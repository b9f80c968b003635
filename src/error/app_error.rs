use std::fmt;

use axum::extract::rejection::{JsonRejection, PathRejection};
use diesel_async::pooled_connection::PoolError;
use serde::Serialize;
use thiserror::Error;

use crate::config::ConfigError;
use crate::error::DatabaseErrorConverter;

/// Store-level constraint that rejected a write.
#[derive(Debug, Clone, Copy, PartialEq, Eq, Serialize)]
#[serde(rename_all = "snake_case")]
pub enum ConstraintKind {
    Unique,
    ForeignKey,
    Check,
    NotNull,
}

impl fmt::Display for ConstraintKind {
    fn fmt(&self, f: &mut fmt::Formatter<'_>) -> fmt::Result {
        let name = match self {
            ConstraintKind::Unique => "unique",
            ConstraintKind::ForeignKey => "foreign key",
            ConstraintKind::Check => "check",
            ConstraintKind::NotNull => "not null",
        };
        f.write_str(name)
    }
}

/// One failed field from request validation.
#[derive(Debug, Clone, PartialEq, Eq, Serialize)]
pub struct ValidationFieldError {
    pub field: String,
    pub message: String,
}

/// Application-wide error type.
///
/// Every layer (repositories, services, handlers, CLI) reports failures through
/// this enum; the HTTP layer maps each variant to a status code and a JSON body.
#[derive(Error, Debug)]
pub enum AppError {
    /// Lookup miss with entity, field, and value information
    #[error("Resource not found: {entity} with {field}={value}")]
    NotFound {
        entity: String,
        field: String,
        value: String,
    },

    /// The store refused a write because of a schema constraint
    #[error("{kind} constraint violated on {entity}.{field}")]
    ConstraintViolation {
        kind: ConstraintKind,
        entity: String,
        field: String,
        value: Option<String>,
    },

    /// Validation error with field-specific details
    #[error("Validation failed for {field}: {reason}")]
    Validation { field: String, reason: String },

    /// Several request fields failed validation at once
    #[error("Validation failed for {} field(s)", errors.len())]
    ValidationErrors { errors: Vec<ValidationFieldError> },

    /// Bad request error with descriptive message
    #[error("Bad request: {message}")]
    BadRequest { message: String },

    /// Credential mismatch
    #[error("Unauthorized: {message}")]
    Unauthorized { message: String },

    /// Database operation error with operation context
    #[error("Database operation failed: {operation}")]
    Database {
        operation: String,
        #[source]
        source: anyhow::Error,
    },

    /// Configuration error with key information
    #[error("Configuration error: {key}")]
    Configuration {
        key: String,
        #[source]
        source: anyhow::Error,
    },

    /// Store unreachable or pool exhausted
    #[error("Database connection unavailable")]
    ConnectionFailure {
        #[source]
        source: anyhow::Error,
    },

    /// A store call ran past its deadline
    #[error("Operation timed out: {operation}")]
    Timeout { operation: String },

    /// Internal error for unexpected failures
    #[error("Internal error")]
    Internal {
        #[source]
        source: anyhow::Error,
    },
}

impl AppError {
    pub fn not_found(entity: &str, field: &str, value: impl ToString) -> Self {
        AppError::NotFound {
            entity: entity.to_string(),
            field: field.to_string(),
            value: value.to_string(),
        }
    }

    pub fn unauthorized(message: impl Into<String>) -> Self {
        AppError::Unauthorized {
            message: message.into(),
        }
    }

    pub fn is_not_found(&self) -> bool {
        matches!(self, AppError::NotFound { .. })
    }

    pub fn constraint_kind(&self) -> Option<ConstraintKind> {
        match self {
            AppError::ConstraintViolation { kind, .. } => Some(*kind),
            _ => None,
        }
    }
}

impl From<anyhow::Error> for AppError {
    fn from(error: anyhow::Error) -> Self {
        AppError::Internal { source: error }
    }
}

impl From<diesel::result::Error> for AppError {
    fn from(error: diesel::result::Error) -> Self {
        DatabaseErrorConverter::convert_diesel_error(error, "database operation")
    }
}

impl From<PoolError> for AppError {
    fn from(error: PoolError) -> Self {
        AppError::ConnectionFailure {
            source: anyhow::Error::from(error),
        }
    }
}

impl From<bb8::RunError<PoolError>> for AppError {
    fn from(error: bb8::RunError<PoolError>) -> Self {
        match error {
            bb8::RunError::User(inner) => inner.into(),
            bb8::RunError::TimedOut => AppError::ConnectionFailure {
                source: anyhow::anyhow!("timed out waiting for a pooled connection"),
            },
        }
    }
}

impl From<ConfigError> for AppError {
    fn from(error: ConfigError) -> Self {
        AppError::Configuration {
            key: error.key().unwrap_or("config").to_string(),
            source: anyhow::Error::from(error),
        }
    }
}

impl From<argon2::password_hash::Error> for AppError {
    fn from(error: argon2::password_hash::Error) -> Self {
        AppError::Internal {
            source: anyhow::anyhow!("password hashing failed: {error}"),
        }
    }
}

impl From<validator::ValidationErrors> for AppError {
    fn from(errors: validator::ValidationErrors) -> Self {
        let mut fields: Vec<ValidationFieldError> = errors
            .field_errors()
            .into_iter()
            .flat_map(|(field, errs)| {
                errs.iter().map(move |err| ValidationFieldError {
                    field: field.to_string(),
                    message: err
                        .message
                        .as_ref()
                        .map(|m| m.to_string())
                        .unwrap_or_else(|| format!("Invalid value ({})", err.code)),
                })
            })
            .collect();
        fields.sort_by(|a, b| a.field.cmp(&b.field));
        AppError::ValidationErrors { errors: fields }
    }
}

impl From<JsonRejection> for AppError {
    fn from(rejection: JsonRejection) -> Self {
        AppError::BadRequest {
            message: rejection.body_text(),
        }
    }
}

impl From<PathRejection> for AppError {
    fn from(rejection: PathRejection) -> Self {
        AppError::BadRequest {
            message: rejection.body_text(),
        }
    }
}

/// Type alias for Result with AppError to simplify function signatures
pub type AppResult<T> = Result<T, AppError>;
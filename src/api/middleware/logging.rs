//! Logging middleware for request/response tracing.

use axum::{extract::Request, middleware::Next, response::Response};
use std::time::Instant;
use tracing::{Instrument, Level, info, span};

use super::RequestId;

/// Logs each request and its response inside an `http_request` span.
///
/// The span carries method, path and request id; the response line adds the
/// status code and latency in milliseconds.
pub async fn logging_middleware(request: Request, next: Next) -> Response {
    let method = request.method().clone();
    let path = request.uri().path().to_string();
    let request_id = request
        .extensions()
        .get::<RequestId>()
        .map(|r| r.0.clone())
        .unwrap_or_else(|| "unknown".to_string());

    let span = span!(
        Level::INFO,
        "http_request",
        method = %method,
        path = %path,
        request_id = %request_id
    );

    async move {
        info!("Request received");

        let start = Instant::now();
        let response = next.run(request).await;
        let duration = start.elapsed();

        info!(
            status = response.status().as_u16(),
            duration_ms = duration.as_millis() as u64,
            "Response sent"
        );

        response
    }
    .instrument(span)
    .await
}
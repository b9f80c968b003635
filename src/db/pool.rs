//! Async database connection pool implementation.
//!
//! Uses bb8 connection pool manager with diesel_async for PostgreSQL connections.

use std::time::Duration;

use diesel_async::AsyncPgConnection;
use diesel_async::pooled_connection::AsyncDieselConnectionManager;
use diesel_async::pooled_connection::bb8::Pool;

use crate::config::DatabaseConfig;
use crate::error::AppError;

/// Async connection pool type alias.
///
/// bb8::Pool internally uses Arc, so Clone is cheap (just reference count increment).
/// Structures holding AsyncDbPool can derive Clone without additional Arc wrapping.
///
/// A checked-out connection goes back to the pool when its guard drops, which
/// also happens on early `?` returns and on cancelled futures.
pub type AsyncDbPool = Pool<AsyncPgConnection>;

/// Creates an async database connection pool from the database settings.
///
/// The pool is sized by `max_connections`/`min_connections`, and waiting for a
/// free connection gives up after `connection_timeout` seconds.
///
/// # Errors
///
/// - `AppError::Configuration` - If neither a URL nor name/user parts are configured
/// - `AppError::ConnectionFailure` - If the initial connections cannot be opened
///
/// # Example
///
/// ```ignore
/// let pool = establish_async_connection_pool(&settings.database).await?;
/// let mut conn = pool.get().await?;
/// ```
pub async fn establish_async_connection_pool(
    config: &DatabaseConfig,
) -> Result<AsyncDbPool, AppError> {
    let database_url = config.connection_url()?;
    let manager = AsyncDieselConnectionManager::<AsyncPgConnection>::new(database_url);

    let pool = Pool::builder()
        .max_size(config.max_connections)
        .min_idle(Some(config.min_connections))
        .connection_timeout(Duration::from_secs(config.connection_timeout))
        .build(manager)
        .await?;

    tracing::debug!(
        url = %config.redacted_url(),
        max_connections = config.max_connections,
        min_connections = config.min_connections,
        "Database pool established"
    );

    Ok(pool)
}
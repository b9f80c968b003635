//! Command-line interface definition

use clap::{Parser, Subcommand, ValueEnum};
use std::path::PathBuf;

use crate::config::validation::MAX_SEED_USERS;

/// User and role backend for the Soft Skills platform
#[derive(Parser, Debug)]
#[command(name = "softskills-users")]
#[command(about = "User and role backend for the Soft Skills platform")]
#[command(long_about = "
Serves the user, role and login API backed by PostgreSQL, and manages the
schema and seed data of the `cargos` and `utilizadores` tables.

EXAMPLES:
    # Start the server with the layered configuration in ./config
    softskills-users serve

    # Bind to every interface on port 8080
    softskills-users serve --host 0.0.0.0 --port 8080

    # Use a single configuration file
    softskills-users --config /etc/softskills/production.toml serve

    # Check configuration without starting the server
    softskills-users serve --dry-run

    # Apply, preview or roll back migrations
    softskills-users migrate
    softskills-users migrate --dry-run
    softskills-users migrate --rollback 1

    # Insert the default roles and 25 generated users
    softskills-users seed --users 25
")]
#[command(version = crate::clap_long_version())]
pub struct Cli {
    #[command(subcommand)]
    pub command: Option<Commands>,

    /// Configuration file path
    ///
    /// Loads this TOML file instead of the layered files under ./config.
    /// Environment variables still override its values.
    #[arg(short, long, value_name = "FILE", value_parser = super::validation::validate_config_file_path)]
    pub config: Option<PathBuf>,

    /// Override environment detection (development, test, staging, production)
    #[arg(short, long, value_enum)]
    pub env: Option<Environment>,

    /// Enable debug logging
    #[arg(short, long)]
    pub verbose: bool,

    /// Only log errors
    #[arg(short, long, conflicts_with = "verbose")]
    pub quiet: bool,
}

#[derive(Subcommand, Debug, Clone, PartialEq, Eq)]
pub enum Commands {
    /// Start the HTTP server (default)
    ///
    /// Examples:
    ///   softskills-users serve
    ///   softskills-users serve --host 0.0.0.0 --port 80
    ///   softskills-users serve --dry-run
    Serve {
        /// Address to bind to (default: 127.0.0.1)
        #[arg(long, value_name = "ADDRESS", value_parser = super::validation::validate_host_address)]
        host: Option<String>,

        /// Port to listen on (default: 3000)
        #[arg(short, long, value_name = "PORT", value_parser = super::validation::validate_port)]
        port: Option<u16>,

        /// Log level for this run; wins over --verbose and --quiet
        #[arg(long, value_enum)]
        log_level: Option<LogLevel>,

        /// Validate configuration and exit
        #[arg(long)]
        dry_run: bool,
    },

    /// Apply or roll back the embedded schema migrations
    ///
    /// Examples:
    ///   softskills-users migrate
    ///   softskills-users migrate --dry-run
    ///   softskills-users migrate --rollback 1
    Migrate {
        /// List pending migrations without applying them
        #[arg(long, conflicts_with = "rollback")]
        dry_run: bool,

        /// Revert the most recent STEPS migrations (1-100)
        #[arg(long, value_name = "STEPS", conflicts_with = "dry_run", value_parser = super::validation::validate_rollback_steps)]
        rollback: Option<u32>,
    },

    /// Insert the default roles and generated users
    ///
    /// Pending migrations are applied first. Rows that already exist are
    /// skipped, so running the seed twice inserts nothing the second time.
    ///
    /// Examples:
    ///   softskills-users seed
    ///   softskills-users seed --users 50 --rng-seed 7
    ///   softskills-users seed --dry-run
    Seed {
        /// Number of generated users (default: seed.users)
        #[arg(long, value_name = "COUNT", value_parser = clap::value_parser!(u32).range(0..=MAX_SEED_USERS as i64))]
        users: Option<u32>,

        /// RNG seed; the same seed always yields the same users
        #[arg(long, value_name = "SEED")]
        rng_seed: Option<u64>,

        /// Print the generated rows without touching the database
        #[arg(long)]
        dry_run: bool,
    },
}

#[derive(ValueEnum, Clone, Copy, Debug, PartialEq, Eq)]
pub enum Environment {
    #[value(name = "development", alias = "dev")]
    Development,
    #[value(name = "production", alias = "prod")]
    Production,
    #[value(name = "test")]
    Test,
    #[value(name = "staging", alias = "stage")]
    Staging,
}

#[derive(ValueEnum, Clone, Copy, Debug, PartialEq, Eq)]
pub enum LogLevel {
    #[value(name = "error")]
    Error,
    #[value(name = "warn", alias = "warning")]
    Warn,
    #[value(name = "info")]
    Info,
    #[value(name = "debug")]
    Debug,
    #[value(name = "trace")]
    Trace,
}

impl LogLevel {
    pub fn as_str(self) -> &'static str {
        match self {
            LogLevel::Error => "error",
            LogLevel::Warn => "warn",
            LogLevel::Info => "info",
            LogLevel::Debug => "debug",
            LogLevel::Trace => "trace",
        }
    }
}

impl Cli {
    /// The command to run; `serve` when none was given.
    pub fn command_or_default(&self) -> Commands {
        self.command.clone().unwrap_or(Commands::Serve {
            host: None,
            port: None,
            log_level: None,
            dry_run: false,
        })
    }

    /// Checks argument combinations clap cannot express.
    pub fn validate(&self) -> Result<(), String> {
        if self.verbose && self.quiet {
            return Err("Cannot use --verbose and --quiet together".to_string());
        }

        if let Some(Commands::Migrate {
            dry_run: true,
            rollback: Some(_),
        }) = self.command
        {
            return Err("Cannot use --dry-run and --rollback together".to_string());
        }

        Ok(())
    }
}

impl From<Environment> for crate::config::Environment {
    fn from(env: Environment) -> Self {
        match env {
            Environment::Development => crate::config::Environment::Development,
            Environment::Production => crate::config::Environment::Production,
            Environment::Test => crate::config::Environment::Test,
            Environment::Staging => crate::config::Environment::Staging,
        }
    }
}
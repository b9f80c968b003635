//! Configuration settings structures
//!
//! Every section can be loaded from TOML files and overridden with
//! `SOFTSKILLS_<SECTION>__<KEY>` environment variables.

use serde::{Deserialize, Serialize};
use url::Url;

use crate::config::environment::Environment;
use crate::config::error::ConfigError;
use crate::logger::LoggerConfig;

// ============================================================================
// Default value functions
// ============================================================================

fn default_app_name() -> String {
    "softskills-users".to_string()
}

fn default_app_version() -> String {
    crate::pkg_version().to_string()
}

fn default_host() -> String {
    "127.0.0.1".to_string()
}

fn default_port() -> u16 {
    3000
}

fn default_request_timeout() -> u64 {
    30
}

fn default_keep_alive_timeout() -> u64 {
    75
}

fn default_db_host() -> String {
    "localhost".to_string()
}

fn default_db_port() -> u16 {
    5432
}

fn default_max_connections() -> u32 {
    10
}

fn default_min_connections() -> u32 {
    1
}

fn default_connection_timeout() -> u64 {
    30
}

fn default_query_timeout() -> u64 {
    10
}

fn default_seed_users() -> usize {
    10
}

fn default_rng_seed() -> u64 {
    42
}

// ============================================================================
// Application Configuration
// ============================================================================

#[derive(Debug, Clone, PartialEq, Eq, Serialize, Deserialize)]
pub struct ApplicationConfig {
    #[serde(default = "default_app_name")]
    pub name: String,

    #[serde(default = "default_app_version")]
    pub version: String,

    /// Filled in by the loader from `SOFTSKILLS_APP_ENV` or `--env`
    #[serde(default)]
    pub environment: Environment,
}

impl Default for ApplicationConfig {
    fn default() -> Self {
        Self {
            name: default_app_name(),
            version: default_app_version(),
            environment: Environment::default(),
        }
    }
}

// ============================================================================
// Server Configuration
// ============================================================================

/// Axum HTTP server configuration
#[derive(Debug, Clone, PartialEq, Eq, Serialize, Deserialize)]
pub struct ServerConfig {
    #[serde(default = "default_host")]
    pub host: String,

    #[serde(default = "default_port")]
    pub port: u16,

    /// Request timeout in seconds
    #[serde(default = "default_request_timeout")]
    pub request_timeout: u64,

    /// Keep-alive timeout in seconds
    #[serde(default = "default_keep_alive_timeout")]
    pub keep_alive_timeout: u64,
}

impl ServerConfig {
    /// Full server address as "host:port"
    pub fn address(&self) -> String {
        format!("{}:{}", self.host, self.port)
    }
}

impl Default for ServerConfig {
    fn default() -> Self {
        Self {
            host: default_host(),
            port: default_port(),
            request_timeout: default_request_timeout(),
            keep_alive_timeout: default_keep_alive_timeout(),
        }
    }
}

// ============================================================================
// Database Configuration
// ============================================================================

/// PostgreSQL connection and pool configuration.
///
/// Either `url` is set, or the discrete `name`/`user`/`password`/`host`/`port`
/// parts are (these also come from the `DB_*` variables).
#[derive(Debug, Clone, PartialEq, Eq, Serialize, Deserialize)]
pub struct DatabaseConfig {
    /// Full connection URL; takes precedence over the discrete parts
    #[serde(default)]
    pub url: String,

    #[serde(default)]
    pub name: Option<String>,

    #[serde(default)]
    pub user: Option<String>,

    #[serde(default)]
    pub password: Option<String>,

    #[serde(default = "default_db_host")]
    pub host: String,

    #[serde(default = "default_db_port")]
    pub port: u16,

    #[serde(default = "default_max_connections")]
    pub max_connections: u32,

    #[serde(default = "default_min_connections")]
    pub min_connections: u32,

    /// Seconds to wait for a pooled connection
    #[serde(default = "default_connection_timeout")]
    pub connection_timeout: u64,

    /// Seconds a single store call may run
    #[serde(default = "default_query_timeout")]
    pub query_timeout: u64,

    /// Run pending migrations when the server starts
    #[serde(default)]
    pub auto_migrate: bool,
}

impl DatabaseConfig {
    /// Connection URL, assembled from the discrete parts when `url` is empty.
    pub fn connection_url(&self) -> Result<String, ConfigError> {
        if !self.url.is_empty() {
            return Ok(self.url.clone());
        }

        let name = self.name.as_deref().filter(|s| !s.is_empty()).ok_or_else(|| {
            ConfigError::validation(
                "database.name",
                "Set database.url, or database.name and database.user (DB_NAME / DB_USER).",
            )
        })?;
        let user = self.user.as_deref().filter(|s| !s.is_empty()).ok_or_else(|| {
            ConfigError::validation(
                "database.user",
                "Set database.url, or database.name and database.user (DB_NAME / DB_USER).",
            )
        })?;

        let invalid = |field: &str| {
            ConfigError::validation(
                format!("database.{field}"),
                format!("database.{field} cannot be used in a connection URL."),
            )
        };

        let mut url = Url::parse(&format!("postgres://{}:{}", self.host, self.port))
            .map_err(|_| invalid("host"))?;
        url.set_path(&format!("/{name}"));
        url.set_username(&escape_percent(user))
            .map_err(|_| invalid("user"))?;
        if let Some(password) = self.password.as_deref().filter(|s| !s.is_empty()) {
            url.set_password(Some(&escape_percent(password)))
                .map_err(|_| invalid("password"))?;
        }

        Ok(url.into())
    }

    /// URL with the password masked, for logs.
    pub fn redacted_url(&self) -> String {
        let Ok(raw) = self.connection_url() else {
            return "<unset>".to_string();
        };
        let Ok(mut url) = Url::parse(&raw) else {
            return "<invalid>".to_string();
        };
        if url.password().is_some() && url.set_password(Some("***")).is_err() {
            return "<invalid>".to_string();
        }
        url.into()
    }
}

/// `Url` encodes the userinfo delimiters but keeps `%` as is.
fn escape_percent(raw: &str) -> String {
    raw.replace('%', "%25")
}

impl Default for DatabaseConfig {
    fn default() -> Self {
        Self {
            url: String::new(),
            name: None,
            user: None,
            password: None,
            host: default_db_host(),
            port: default_db_port(),
            max_connections: default_max_connections(),
            min_connections: default_min_connections(),
            connection_timeout: default_connection_timeout(),
            query_timeout: default_query_timeout(),
            auto_migrate: false,
        }
    }
}

// ============================================================================
// Auth Configuration
// ============================================================================

#[derive(Debug, Clone, Default, PartialEq, Eq, Serialize, Deserialize)]
pub struct AuthConfig {
    /// Answer unknown emails with 401 like wrong passwords, instead of 404
    #[serde(default)]
    pub uniform_login_errors: bool,
}

// ============================================================================
// Seed Configuration
// ============================================================================

#[derive(Debug, Clone, PartialEq, Eq, Serialize, Deserialize)]
pub struct SeedConfig {
    /// Number of synthetic users generated by `seed`
    #[serde(default = "default_seed_users")]
    pub users: usize,

    /// RNG seed; the same seed always produces the same users
    #[serde(default = "default_rng_seed")]
    pub rng_seed: u64,
}

impl Default for SeedConfig {
    fn default() -> Self {
        Self {
            users: default_seed_users(),
            rng_seed: default_rng_seed(),
        }
    }
}

// ============================================================================
// Main Settings Structure
// ============================================================================

/// Complete application settings
#[derive(Debug, Clone, PartialEq, Serialize, Deserialize, Default)]
pub struct Settings {
    #[serde(default)]
    pub application: ApplicationConfig,

    #[serde(default)]
    pub server: ServerConfig,

    #[serde(default)]
    pub database: DatabaseConfig,

    #[serde(default)]
    pub auth: AuthConfig,

    #[serde(default)]
    pub seed: SeedConfig,

    #[serde(default)]
    pub logger: LoggerConfig,
}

§ **Problem details**: In the material above, how many lines include the word "usize"? Answer with the number only.

§ **Result of the exercise**: 2